Dataset items
Start of Block

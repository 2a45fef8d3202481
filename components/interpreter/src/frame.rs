//! Activation records
//!
//! A frame is a freestanding heap object. While running, the caller chain
//! hangs off `previous`; a suspended generator frame is detached from any
//! chain and owned by its generator object.

use std::rc::Rc;
use std::sync::Arc;

use bytecode_system::{CodeUnit, SlotKind};
use core_types::{Namespace, TracebackEntry, Value};

/// Lifecycle of a frame
#[derive(Debug, Clone, Copy, PartialEq, Eq)]
pub enum FrameState {
    /// Built but not yet started
    Created,
    /// Executing, or waiting on a callee
    Running,
    /// A generator frame parked at `YIELD_VALUE`
    Suspended,
    /// Returned or unwound
    Completed,
}

/// Observable position of a frame
#[derive(Debug, Clone, PartialEq, Eq)]
pub struct FrameSnapshot {
    /// Qualified name of the running code
    pub name: Arc<str>,
    /// Index of the next instruction to execute
    pub pc: usize,
    /// Current operand stack depth
    pub stack_depth: usize,
    /// Source line of the current instruction
    pub line: Option<u32>,
}

/// One activation record
pub struct Frame {
    pub(crate) code: Arc<CodeUnit>,
    /// Next instruction to fetch
    pub(crate) pc: usize,
    /// First word of the instruction being executed
    pub(crate) instr: usize,
    pub(crate) stack: Vec<Value>,
    pub(crate) locals: Vec<Option<Value>>,
    pub(crate) globals: Rc<Namespace>,
    pub(crate) builtins: Rc<Namespace>,
    pub(crate) previous: Option<Box<Frame>>,
    pub(crate) state: FrameState,
    pub(crate) depth: usize,
    /// Line of the last `LINE` event delivered for this frame
    pub(crate) last_line: Option<u32>,
    /// Line of the last legacy trace `line` callback
    pub(crate) last_traced_line: Option<u32>,
}

impl Frame {
    /// Create a frame for `code` with every slot unbound
    pub fn new(code: Arc<CodeUnit>, globals: Rc<Namespace>, builtins: Rc<Namespace>) -> Self {
        let slots = code.slots().len();
        let stack = Vec::with_capacity(code.stack_size() as usize);
        Self {
            code,
            pc: 0,
            instr: 0,
            stack,
            locals: vec![None; slots],
            globals,
            builtins,
            previous: None,
            state: FrameState::Created,
            depth: 0,
            last_line: None,
            last_traced_line: None,
        }
    }

    /// Bind positional `args` to parameter slots, packing extras into
    /// the `*args` slot when the code has one
    ///
    /// Returns `false` on an arity mismatch.
    pub(crate) fn bind_arguments(&mut self, mut args: Vec<Value>) -> bool {
        let params = self.code.arg_count() as usize;
        if self.code.has_varargs() {
            if args.len() < params {
                return false;
            }
            let extra = args.split_off(params);
            self.locals[params] = Some(Value::tuple(extra));
        } else if args.len() != params {
            return false;
        }
        for (slot, value) in self.locals.iter_mut().zip(args) {
            *slot = Some(value);
        }
        true
    }

    /// Place captured cells into the free-variable slots, in order
    pub(crate) fn bind_closure(&mut self, cells: &[Rc<core_types::CellObj>]) {
        let free_slots = self
            .code
            .slots()
            .iter()
            .enumerate()
            .filter(|(_, slot)| slot.kind.contains(SlotKind::FREE))
            .map(|(index, _)| index);
        for (index, cell) in free_slots.zip(cells) {
            self.locals[index] = Some(Value::Cell(Rc::clone(cell)));
        }
    }

    /// The code unit being executed
    pub fn code(&self) -> &Arc<CodeUnit> {
        &self.code
    }

    /// Lifecycle state
    pub fn state(&self) -> FrameState {
        self.state
    }

    /// Nesting depth (1 for the outermost frame)
    pub fn depth(&self) -> usize {
        self.depth
    }

    /// Index of the next instruction
    pub fn pc(&self) -> usize {
        self.pc
    }

    /// Operand stack, TOS last
    pub fn stack(&self) -> &[Value] {
        &self.stack
    }

    /// Local slot `index`, if bound
    pub fn local(&self, index: usize) -> Option<&Value> {
        self.locals.get(index).and_then(Option::as_ref)
    }

    /// Source line of the instruction being executed
    pub fn current_line(&self) -> Option<u32> {
        self.code.line_for(self.instr)
    }

    /// Position and stack depth of this frame
    pub fn snapshot(&self) -> FrameSnapshot {
        FrameSnapshot {
            name: Arc::clone(self.code.qualname()),
            pc: self.pc,
            stack_depth: self.stack.len(),
            line: self.current_line(),
        }
    }

    pub(crate) fn traceback_entry(&self) -> TracebackEntry {
        TracebackEntry {
            name: Arc::clone(self.code.qualname()),
            filename: Arc::clone(self.code.filename()),
            line: self.current_line(),
        }
    }

    #[inline]
    pub(crate) fn push(&mut self, value: Value) {
        self.stack.push(value);
    }

    #[inline]
    pub(crate) fn pop(&mut self) -> Value {
        // Validation guarantees no instruction pops an empty stack.
        self.stack.pop().unwrap_or(Value::None)
    }

    #[inline]
    pub(crate) fn top(&self) -> Option<&Value> {
        self.stack.last()
    }

    #[inline]
    pub(crate) fn peek(&self, n: usize) -> Option<&Value> {
        let len = self.stack.len();
        len.checked_sub(n + 1).and_then(|i| self.stack.get(i))
    }

    /// Pop the top `n` items, preserving their order
    pub(crate) fn pop_n(&mut self, n: usize) -> Vec<Value> {
        let at = self.stack.len().saturating_sub(n);
        self.stack.split_off(at)
    }
}

impl std::fmt::Debug for Frame {
    fn fmt(&self, f: &mut std::fmt::Formatter<'_>) -> std::fmt::Result {
        f.debug_struct("Frame")
            .field("code", self.code.qualname())
            .field("pc", &self.pc)
            .field("stack", &self.stack.len())
            .field("state", &self.state)
            .field("depth", &self.depth)
            .field("has_previous", &self.previous.is_some())
            .finish()
    }
}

End of Block

Brief:
Within the data above, the lines from the one with "Lifecycle of a frame" to the one with "every slot unbound" must be repeated exactly; no other line belongs in the answer.

Solved exercise:
/// Lifecycle of a frame
#[derive(Debug, Clone, Copy, PartialEq, Eq)]
pub enum FrameState {
    /// Built but not yet started
    Created,
    /// Executing, or waiting on a callee
    Running,
    /// A generator frame parked at `YIELD_VALUE`
    Suspended,
    /// Returned or unwound
    Completed,
}

/// Observable position of a frame
#[derive(Debug, Clone, PartialEq, Eq)]
pub struct FrameSnapshot {
    /// Qualified name of the running code
    pub name: Arc<str>,
    /// Index of the next instruction to execute
    pub pc: usize,
    /// Current operand stack depth
    pub stack_depth: usize,
    /// Source line of the current instruction
    pub line: Option<u32>,
}

/// One activation record
pub struct Frame {
    pub(crate) code: Arc<CodeUnit>,
    /// Next instruction to fetch
    pub(crate) pc: usize,
    /// First word of the instruction being executed
    pub(crate) instr: usize,
    pub(crate) stack: Vec<Value>,
    pub(crate) locals: Vec<Option<Value>>,
    pub(crate) globals: Rc<Namespace>,
    pub(crate) builtins: Rc<Namespace>,
    pub(crate) previous: Option<Box<Frame>>,
    pub(crate) state: FrameState,
    pub(crate) depth: usize,
    /// Line of the last `LINE` event delivered for this frame
    pub(crate) last_line: Option<u32>,
    /// Line of the last legacy trace `line` callback
    pub(crate) last_traced_line: Option<u32>,
}

impl Frame {
    /// Create a frame for `code` with every slot unbound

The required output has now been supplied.